_Task brief_
Copy, from the data below, each line that has the word "responses".

_Study material_
//! End-to-end session walkthrough against a scripted generator: one idea
//! taken from raw sentence to a launched plan with features, build briefs,
//! and an export.

use blueprint_core::export::{ExportFormat, Exporter, MarkupExporter};
use blueprint_core::gate::Phase;
use blueprint_core::plan::Impact;
use blueprint_core::section::SectionId;
use blueprint_core::session::{PlanSession, SessionError, StagedResult};
use blueprint_test_utils::{ScriptedGenerator, payloads};

#[tokio::test]
async fn idea_to_launch() {
    let generator = ScriptedGenerator::new()
        .push_ok(payloads::improvements())
        .push_ok(payloads::market_validation())
        .push_ok(payloads::persona())
        .push_ok(payloads::pricing())
        .push_ok(payloads::tech_stacks())
        .push_ok(payloads::feature_suggestions())
        .push_ok(payloads::prompt())
        .push_ok(payloads::design_document());
    let mut session = PlanSession::new(Box::new(generator));
    assert_eq!(session.phase(), Phase::Setup);

    // Foundations: each generation is reviewed before it merges.
    session.start_plan("Meal planner for students").unwrap();
    assert_eq!(session.phase(), Phase::Foundations);

    session.improve_idea().await.unwrap();
    assert!(matches!(session.staged(), Some(StagedResult::Improvements(_))));
    session.accept_improvements(None).unwrap();
    assert_eq!(session.plan().unwrap().idea_improvements.len(), 5);

    session.request_market_validation().await.unwrap();
    session.accept_market_validation(None).unwrap();

    session.generate_persona().await.unwrap();
    session.accept_persona(None).unwrap();
    assert_eq!(session.plan().unwrap().personas[0].name, "Alex");

    session.outline_pricing().await.unwrap();
    session.accept_pricing(None).unwrap();
    assert_eq!(session.plan().unwrap().pricing.len(), 3);

    session.recommend_tech_stack().await.unwrap();
    session.choose_tech_stack(1).unwrap();
    assert_eq!(
        session.plan().unwrap().tech_stack.as_ref().unwrap().category,
        "Best for full-stack web apps"
    );

    // The MVP checklist is a template, not a generation.
    session.generate_mvp_plan().unwrap();
    assert_eq!(session.phase(), Phase::Features);
    let ids: Vec<u32> = session.plan().unwrap().mvp_plan.iter().map(|s| s.id).collect();
    assert_eq!(ids, vec![1, 2, 3, 4, 5, 6]);

    // Features merge in place after unlocking the section.
    session.set_locked(SectionId::Features, false);
    session.add_custom_feature("Dark mode").unwrap();
    session.suggest_features().await.unwrap();
    let features = &session.plan().unwrap().features;
    assert_eq!(features.len(), 4);
    assert_eq!(features[0].impact, Impact::Medium);

    // A build brief lands back on its step.
    session.set_locked(SectionId::MvpPlan, false);
    let brief = session.generate_mvp_step_prompt(1, false).await.unwrap();
    assert!(!brief.context.is_empty());
    assert!(session.plan().unwrap().mvp_plan[0].prompt.is_some());

    session.generate_design_doc().await.unwrap();
    session.accept_design_document().unwrap();
    assert!(session.design_document().is_some());

    // Export walks the populated sections.
    let bytes = MarkupExporter
        .export(session.plan().unwrap(), ExportFormat::Markdown)
        .unwrap();
    let text = String::from_utf8(bytes).unwrap();
    assert!(text.contains("# App Plan: Meal planner for students"));
    assert!(text.contains("## Customer Persona: Alex"));
    assert!(text.contains("Dark mode"));

    session.mark_launched().unwrap();
    assert_eq!(session.phase(), Phase::Launch);
}

#[tokio::test]
async fn malformed_response_fails_the_operation_only() {
    let generator = ScriptedGenerator::new()
        // Wrong shape for the improvements contract.
        .push_ok(serde_json::json!({ "improvements": "not a list" }))
        .push_ok(payloads::improvements());
    let mut session = PlanSession::new(Box::new(generator));
    session.start_plan("Meal planner for students").unwrap();

    let err = session.improve_idea().await.unwrap_err();
    assert!(matches!(err, SessionError::Generation(_)));

    // The plan is exactly as it was and the session is not stuck busy.
    assert!(session.plan().unwrap().idea_improvements.is_empty());
    assert!(session.staged().is_none());
    assert!(!session.busy());

    // Retrying with a well-formed response succeeds.
    session.improve_idea().await.unwrap();
    session.accept_improvements(None).unwrap();
    assert_eq!(session.plan().unwrap().idea_improvements.len(), 5);
}
//! Core of the blueprint planner: the plan document model, the phase-gated
//! action graph, generation contracts, and the session protocols
//! (dispatch, review/merge, per-section lock/edit).
//!
//! This crate performs no I/O. The AI generation capability is reached
//! through the [`genai::Generator`] trait; durable storage is reached
//! through [`session::TutorialFlagStore`]; file export is reached through
//! [`export::Exporter`]. Presentation layers (the CLI) consume the plan
//! document read-only and drive mutations through [`session::PlanSession`].

pub mod export;
pub mod gate;
pub mod genai;
pub mod plan;
pub mod section;
pub mod session;
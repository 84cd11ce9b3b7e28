//! Shared test helpers.

use std::sync::{Mutex, MutexGuard, OnceLock};

/// Serialize tests that mutate process environment variables.
pub fn lock_env() -> MutexGuard<'static, ()> {
    static LOCK: OnceLock<Mutex<()>> = OnceLock::new();
    LOCK.get_or_init(|| Mutex::new(()))
        .lock()
        .unwrap_or_else(|poisoned| poisoned.into_inner())
}
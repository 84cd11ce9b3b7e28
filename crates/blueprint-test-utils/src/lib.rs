//! Test helpers shared across the workspace: a scripted in-memory
//! [`Generator`] and canned response payloads for each generation
//! capability.

use std::collections::VecDeque;
use std::sync::Mutex;

use async_trait::async_trait;
use serde_json::{Value, json};

use blueprint_core::genai::{GenerationError, GenerationRequest, Generator};

/// A [`Generator`] that replays a fixed script of responses.
///
/// Each call to [`Generator::generate`] pops the next scripted outcome.
/// An exhausted script answers with an API error, which surfaces in tests
/// as an unexpected extra generation call.
pub struct ScriptedGenerator {
    responses: Mutex<VecDeque<Result<Value, GenerationError>>>,
    prompts: Mutex<Vec<String>>,
}

impl ScriptedGenerator {
    pub fn new() -> Self {
        Self {
            responses: Mutex::new(VecDeque::new()),
            prompts: Mutex::new(Vec::new()),
        }
    }

    /// Queue a successful response.
    pub fn push_ok(self, value: Value) -> Self {
        self.responses
            .lock()
            .unwrap()
            .push_back(Ok(value));
        self
    }

    /// Queue a failure.
    pub fn push_err(self, error: GenerationError) -> Self {
        self.responses.lock().unwrap().push_back(Err(error));
        self
    }

    /// Prompts of every call made so far, in order.
    pub fn recorded_prompts(&self) -> Vec<String> {
        self.prompts.lock().unwrap().clone()
    }

    /// Number of scripted responses not yet consumed.
    pub fn remaining(&self) -> usize {
        self.responses.lock().unwrap().len()
    }
}

impl Default for ScriptedGenerator {
    fn default() -> Self {
        Self::new()
    }
}

#[async_trait]
impl Generator for ScriptedGenerator {
    async fn generate(&self, request: &GenerationRequest) -> Result<Value, GenerationError> {
        self.prompts.lock().unwrap().push(request.prompt.clone());
        self.responses
            .lock()
            .unwrap()
            .pop_front()
            .unwrap_or_else(|| {
                Err(GenerationError::Api(
                    "scripted generator exhausted".to_string(),
                ))
            })
    }
}

// ---------------------------------------------------------------------------
// Canned payloads
// ---------------------------------------------------------------------------

/// Well-formed response payloads, one per generation capability.
pub mod payloads {
    use super::*;

    pub fn ideas() -> Value {
        json!({ "ideas": [
            "A meal planner that builds grocery lists from campus store stock",
            "A flashcard app that schedules reviews around class timetables",
            "A laundry-room tracker for shared dorm machines",
        ] })
    }

    pub fn inspiration() -> Value {
        json!({ "idea": "An app that turns leftovers into recipes", "category": "Food" })
    }

    pub fn improvements() -> Value {
        json!({ "improvements": [
            "Target first-year students living in dorms",
            "Deliver a full week of meals under a fixed budget",
            "Generate the plan in under one minute",
            "Include a shareable grocery list",
            "Solve the end-of-month empty-wallet problem",
        ] })
    }

    pub fn market_validation() -> Value {
        json!({
            "coreProblem": "Students overspend on food they end up wasting",
            "founderProfile": "A recent graduate who cooked through college",
            "communityResearch": ["r/EatCheapAndHealthy", "r/MealPrepSunday", "r/college"],
            "competitors": ["Mealime", "Paprika"],
            "differentiation": ["Budget-first planning", "Campus store integration"],
            "riskAssessment": "Crowded market with low willingness to pay",
        })
    }

    pub fn persona() -> Value {
        json!({
            "name": "Alex",
            "demographics": "19, sophomore, shared apartment",
            "psychographics": "Budget-conscious, time-poor",
            "bio": "Engineering student juggling classes and a part-time job",
            "goals": ["Eat better for less", "Stop wasting groceries"],
            "painPoints": ["No time to plan meals", "Overspends at the store"],
        })
    }

    pub fn pricing() -> Value {
        json!([
            { "name": "Free", "price": "$0/mo", "features": ["3 plans per month", "Basic grocery list"] },
            { "name": "Pro", "price": "$4/mo", "features": ["Unlimited plans", "Budget tracking", "Shared lists"] },
            { "name": "Annual Pro", "price": "$36/yr", "features": ["Everything in Pro", "2 months free", "Priority support"] },
        ])
    }

    pub fn tech_stacks() -> Value {
        json!([
            {
                "category": "Best for simple web apps",
                "backend": "Rails",
                "database": "Postgres",
                "authentication": "Devise",
                "payments": "Stripe",
                "services": ["SendGrid", "Cloudinary"],
            },
            {
                "category": "Best for full-stack web apps",
                "backend": "Node.js with Express",
                "database": "Postgres",
                "authentication": "Auth0",
                "payments": "Stripe",
                "services": ["Redis", "S3"],
            },
            {
                "category": "Best for complex mobile apps",
                "backend": "Firebase",
                "database": "Firestore",
                "authentication": "Firebase Auth",
                "payments": "RevenueCat",
                "services": ["Cloud Functions", "FCM"],
            },
        ])
    }

    pub fn prompt() -> Value {
        json!({
            "context": "This step establishes the project skeleton",
            "userJourney": "The developer runs the scaffold and sees a running app",
            "technology": "Use the chosen backend and database",
            "design": "Keep the layout minimal",
            "negativePrompt": "Do not add features beyond the scaffold",
        })
    }

    pub fn feature_suggestions() -> Value {
        json!([
            { "title": "Pantry photo import", "impact": "High", "category": "Input" },
            { "title": "Roommate shared plans", "impact": "Medium", "category": "Collaboration" },
            { "title": "Seasonal recipe themes", "impact": "Low", "category": "Content" },
        ])
    }

    pub fn design_document() -> Value {
        json!({ "document": "# Design\n\nA budget-first meal planner built as a web app." })
    }
}
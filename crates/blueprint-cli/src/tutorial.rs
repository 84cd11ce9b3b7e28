//! File-backed tutorial flag.
//!
//! The only durable preference: whether to show the tutorial banner when a
//! session starts. Dismissing it writes `false` to a small file next to the
//! config; a missing file means the tutorial has never been dismissed.

use std::path::PathBuf;

use anyhow::{Context, Result};

use blueprint_core::session::TutorialFlagStore;

pub struct FileTutorialFlagStore {
    path: PathBuf,
}

impl FileTutorialFlagStore {
    pub fn new(path: PathBuf) -> Self {
        Self { path }
    }

    /// Store at the default location inside the config directory.
    pub fn default_location() -> Self {
        Self::new(crate::config::config_dir().join("show_tutorial"))
    }
}

impl TutorialFlagStore for FileTutorialFlagStore {
    fn load(&self) -> Result<bool> {
        match std::fs::read_to_string(&self.path) {
            Ok(contents) => Ok(contents.trim() != "false"),
            Err(e) if e.kind() == std::io::ErrorKind::NotFound => Ok(true),
            Err(e) => Err(e).with_context(|| {
                format!("failed to read tutorial flag at {}", self.path.display())
            }),
        }
    }

    fn store(&self, show: bool) -> Result<()> {
        if let Some(dir) = self.path.parent() {
            std::fs::create_dir_all(dir)
                .with_context(|| format!("failed to create directory {}", dir.display()))?;
        }
        std::fs::write(&self.path, if show { "true" } else { "false" })
            .with_context(|| format!("failed to write tutorial flag at {}", self.path.display()))
    }
}

#[cfg(test)]
mod tests {
    use super::*;

    #[test]
    fn missing_file_means_show_the_tutorial() {
        let tmp = tempfile::TempDir::new().unwrap();
        let store = FileTutorialFlagStore::new(tmp.path().join("show_tutorial"));
        assert!(store.load().unwrap());
    }

    #[test]
    fn dismissal_survives_a_reload() {
        let tmp = tempfile::TempDir::new().unwrap();
        let path = tmp.path().join("show_tutorial");
        let store = FileTutorialFlagStore::new(path.clone());

        store.store(false).unwrap();
        assert!(!store.load().unwrap());

        // A second store instance sees the same flag.
        let reopened = FileTutorialFlagStore::new(path);
        assert!(!reopened.load().unwrap());
    }

    #[test]
    fn flag_can_be_turned_back_on() {
        let tmp = tempfile::TempDir::new().unwrap();
        let store = FileTutorialFlagStore::new(tmp.path().join("show_tutorial"));
        store.store(false).unwrap();
        store.store(true).unwrap();
        assert!(store.load().unwrap());
    }
}
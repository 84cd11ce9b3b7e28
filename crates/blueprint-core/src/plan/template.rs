//! The fixed MVP checklist template.

use super::MvpStep;

/// Titles for the six-step MVP checklist, in order. Ids are 1-based and
/// stable: generated prompts are stored back onto steps by id.
const MVP_STEP_TITLES: [&str; 6] = [
    "Set up your app (Project initialization, basic structure)",
    "Add and test database",
    "Add and test authentication",
    "Add and test payments",
    "Build and test core features (e.g., first feature, brain dump, SMS reminders)",
    "Test and deploy your app",
];

/// Instantiate the MVP checklist: six steps, none completed, no prompts.
pub fn mvp_checklist() -> Vec<MvpStep> {
    MVP_STEP_TITLES
        .iter()
        .enumerate()
        .map(|(i, title)| MvpStep {
            id: (i + 1) as u32,
            title: (*title).to_string(),
            completed: false,
            prompt: None,
        })
        .collect()
}
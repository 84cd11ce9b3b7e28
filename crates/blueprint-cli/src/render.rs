//! Plain-text rendering for the REPL.

use blueprint_core::gate::Phase;
use blueprint_core::plan::{PlanDocument, Prompt, UserProfile};
use blueprint_core::section::SectionId;
use blueprint_core::session::{PlanSession, StagedResult};

pub fn help() -> &'static str {
    "\
Setup:
  idea <text>            start a plan from your own idea
  ideas <category>       generate three idea candidates (then: pick <n>)
  inspire                generate a random idea and category

Foundations:
  improve                suggest five idea improvements     (then: accept | discard)
  validate               market validation report           (then: accept | discard)
  persona                generate a customer persona        (then: accept | discard)
  remove persona <n>     drop a persona
  pricing                three-tier pricing model           (then: accept | discard)
  tech                   three tech stack candidates        (then: pick <n> | discard)
  mvp                    instantiate the MVP checklist

Features:
  design                 technical design document          (then: accept | discard)
  suggest                three feature suggestions (added immediately)
  feature <title>        add a custom feature
  toggle <id>            flip an MVP step's completion
  prompt step <id>       build brief for an MVP step   (--force to regenerate)
  prompt feature <n>     build brief for a feature     (--force to regenerate)
  launch                 mark the app as launched

Sections (profile, idea, persona, pricing, tech-stack, mvp-plan, features):
  lock/unlock <section>  toggle the section lock
  edit <section>         open an editing draft
  set <field> [n] <val>  change a field on the open draft
  save/cancel <section>  apply or drop the draft

Other:
  mode single|multi      persona gate variant
  profile                show the founder profile
  status                 show phase, plan summary, available actions
  export markdown|doc|pdf
  tutorial               show the walkthrough again
  new                    discard the plan and start over
  quit"
}

pub fn tutorial() -> &'static str {
    "\
Welcome to blueprint. The planner walks one app idea from a raw sentence to
a validated MVP checklist:

  1. Start with `idea <text>`, `ideas <category>`, or `inspire`.
  2. Work the chain: improve -> validate -> persona -> pricing -> tech -> mvp.
     Each AI result is staged for review; `accept` (or `pick <n>`) merges it,
     `discard` throws it away. Nothing changes without your say-so.
  3. After `mvp`, add features (`suggest`, `feature <title>`), tick off steps
     (`toggle <id>`), and generate build briefs (`prompt step <id>`).
  4. Unlock a section before changing it; `edit` + `set` + `save` for edits.
  5. `export markdown` writes the plan to a file; `launch` when you ship.

`status` shows what is available right now. `help` lists every command."
}

pub fn status(session: &PlanSession) -> String {
    let mut out = format!("phase: {}\n", session.phase());
    match session.plan() {
        None => {
            out.push_str("no plan yet; start with `idea <text>`, `ideas <category>`, or `inspire`\n");
        }
        Some(plan) => {
            out.push_str(&format!("idea: {}\n", plan.idea));
            out.push_str(&summary_line("improvements", plan.idea_improvements.len()));
            out.push_str(&format!(
                "  validation: {}\n",
                if plan.market_validation.is_some() { "done" } else { "-" }
            ));
            out.push_str(&summary_line("personas", plan.personas.len()));
            out.push_str(&summary_line("pricing tiers", plan.pricing.len()));
            out.push_str(&format!(
                "  tech stack: {}\n",
                plan.tech_stack.as_ref().map(|s| s.backend.as_str()).unwrap_or("-")
            ));
            if plan.mvp_plan.is_empty() {
                out.push_str("  mvp plan: -\n");
            } else {
                let done = plan.mvp_plan.iter().filter(|s| s.completed).count();
                out.push_str(&format!("  mvp plan: {done}/{} steps done\n", plan.mvp_plan.len()));
            }
            out.push_str(&summary_line("features", plan.features.len()));
        }
    }
    if session.design_document().is_some() {
        out.push_str("design document: ready\n");
    }
    let locked: Vec<String> = SectionId::ALL
        .into_iter()
        .filter(|id| session.is_locked(*id))
        .map(|id| id.to_string())
        .collect();
    if !locked.is_empty() {
        out.push_str(&format!("locked sections: {}\n", locked.join(", ")));
    }
    if session.phase() != Phase::Setup {
        let actions: Vec<String> = session
            .enabled_actions()
            .into_iter()
            .map(|a| a.to_string())
            .collect();
        if actions.is_empty() {
            out.push_str("available actions: none\n");
        } else {
            out.push_str(&format!("available actions: {}\n", actions.join(", ")));
        }
    }
    if let Some(staged) = session.staged() {
        out.push_str(&format!("awaiting review:\n{}", self::staged(staged)));
    }
    out
}

fn summary_line(label: &str, count: usize) -> String {
    if count == 0 {
        format!("  {label}: -\n")
    } else {
        format!("  {label}: {count}\n")
    }
}

pub fn staged(result: &StagedResult) -> String {
    match result {
        StagedResult::Ideas(ideas) => {
            let mut out = String::from("idea candidates:\n");
            for (i, idea) in ideas.iter().enumerate() {
                out.push_str(&format!("  {}. {idea}\n", i + 1));
            }
            out.push_str("pick <n> to start, or discard\n");
            out
        }
        StagedResult::Improvements(improvements) => {
            let mut out = String::from("suggested improvements:\n");
            for (i, item) in improvements.iter().enumerate() {
                out.push_str(&format!("  {}. {item}\n", i + 1));
            }
            out.push_str("accept to merge, or discard\n");
            out
        }
        StagedResult::Validation(v) => format!(
            "market validation:\n  core problem: {}\n  founder profile: {}\n  community research: {}\n  competitors: {}\n  differentiation: {}\n  risk: {}\naccept to merge, or discard\n",
            v.core_problem,
            v.founder_profile,
            v.community_research.join(", "),
            v.competitors.join(", "),
            v.differentiation.join(", "),
            v.risk_assessment,
        ),
        StagedResult::Persona(p) => format!(
            "persona: {}\n  demographics: {}\n  psychographics: {}\n  bio: {}\n  goals: {}\n  pain points: {}\naccept to merge, or discard\n",
            p.name,
            p.demographics,
            p.psychographics,
            p.bio,
            p.goals.join(", "),
            p.pain_points.join(", "),
        ),
        StagedResult::Pricing(tiers) => {
            let mut out = String::from("pricing tiers:\n");
            for tier in tiers {
                out.push_str(&format!(
                    "  {} ({}): {}\n",
                    tier.name,
                    tier.price,
                    tier.features.join(", ")
                ));
            }
            out.push_str("accept to merge, or discard\n");
            out
        }
        StagedResult::TechStackOptions(stacks) => {
            let mut out = String::from("tech stack candidates:\n");
            for (i, s) in stacks.iter().enumerate() {
                out.push_str(&format!(
                    "  {}. {} -- backend {}, db {}, auth {}, payments {}, services: {}\n",
                    i + 1,
                    s.category,
                    s.backend,
                    s.database,
                    s.authentication,
                    s.payments,
                    s.services.join(", "),
                ));
            }
            out.push_str("pick <n> to adopt, or discard\n");
            out
        }
        StagedResult::DesignDoc(doc) => {
            format!("design document:\n{doc}\naccept to keep, or discard\n")
        }
    }
}

pub fn prompt(prompt: &Prompt) -> String {
    let mut out = format!(
        "1. Context: {}\n2. User Journey: {}\n3. Technology: {}\n4. Design: {}\n",
        prompt.context, prompt.user_journey, prompt.technology, prompt.design,
    );
    if let Some(negative) = &prompt.negative_prompt {
        out.push_str(&format!("5. Negative Prompt: {negative}\n"));
    }
    out
}

pub fn profile(profile: &UserProfile) -> String {
    format!(
        "name: {}\nphone: {}\naddress: {}\nbio: {}\nwebsite: {}\ntech preferences: {}\n",
        blank(&profile.name),
        blank(&profile.phone),
        blank(&profile.address),
        blank(&profile.bio),
        blank(&profile.website),
        if profile.tech_preferences.is_empty() {
            "-".to_string()
        } else {
            profile.tech_preferences.join(", ")
        },
    )
}

pub fn mvp_plan(plan: &PlanDocument) -> String {
    let mut out = String::from("mvp checklist:\n");
    for step in &plan.mvp_plan {
        let mark = if step.completed { "x" } else { " " };
        let brief = if step.prompt.is_some() { " [brief ready]" } else { "" };
        out.push_str(&format!("  [{mark}] {}. {}{brief}\n", step.id, step.title));
    }
    out
}

pub fn features(plan: &PlanDocument) -> String {
    let mut out = String::from("features:\n");
    for (i, f) in plan.features.iter().enumerate() {
        let brief = if f.prompt.is_some() { " [brief ready]" } else { "" };
        out.push_str(&format!(
            "  {}. {} ({} Impact, {}){brief}\n",
            i + 1,
            f.title,
            f.impact,
            f.category,
        ));
    }
    out
}

fn blank(value: &str) -> &str {
    if value.trim().is_empty() { "-" } else { value }
}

_Task output_
/// A [`Generator`] that replays a fixed script of responses.
    responses: Mutex<VecDeque<Result<Value, GenerationError>>>,
            responses: Mutex::new(VecDeque::new()),
        self.responses
        self.responses.lock().unwrap().push_back(Err(error));
    /// Number of scripted responses not yet consumed.
        self.responses.lock().unwrap().len()
        self.responses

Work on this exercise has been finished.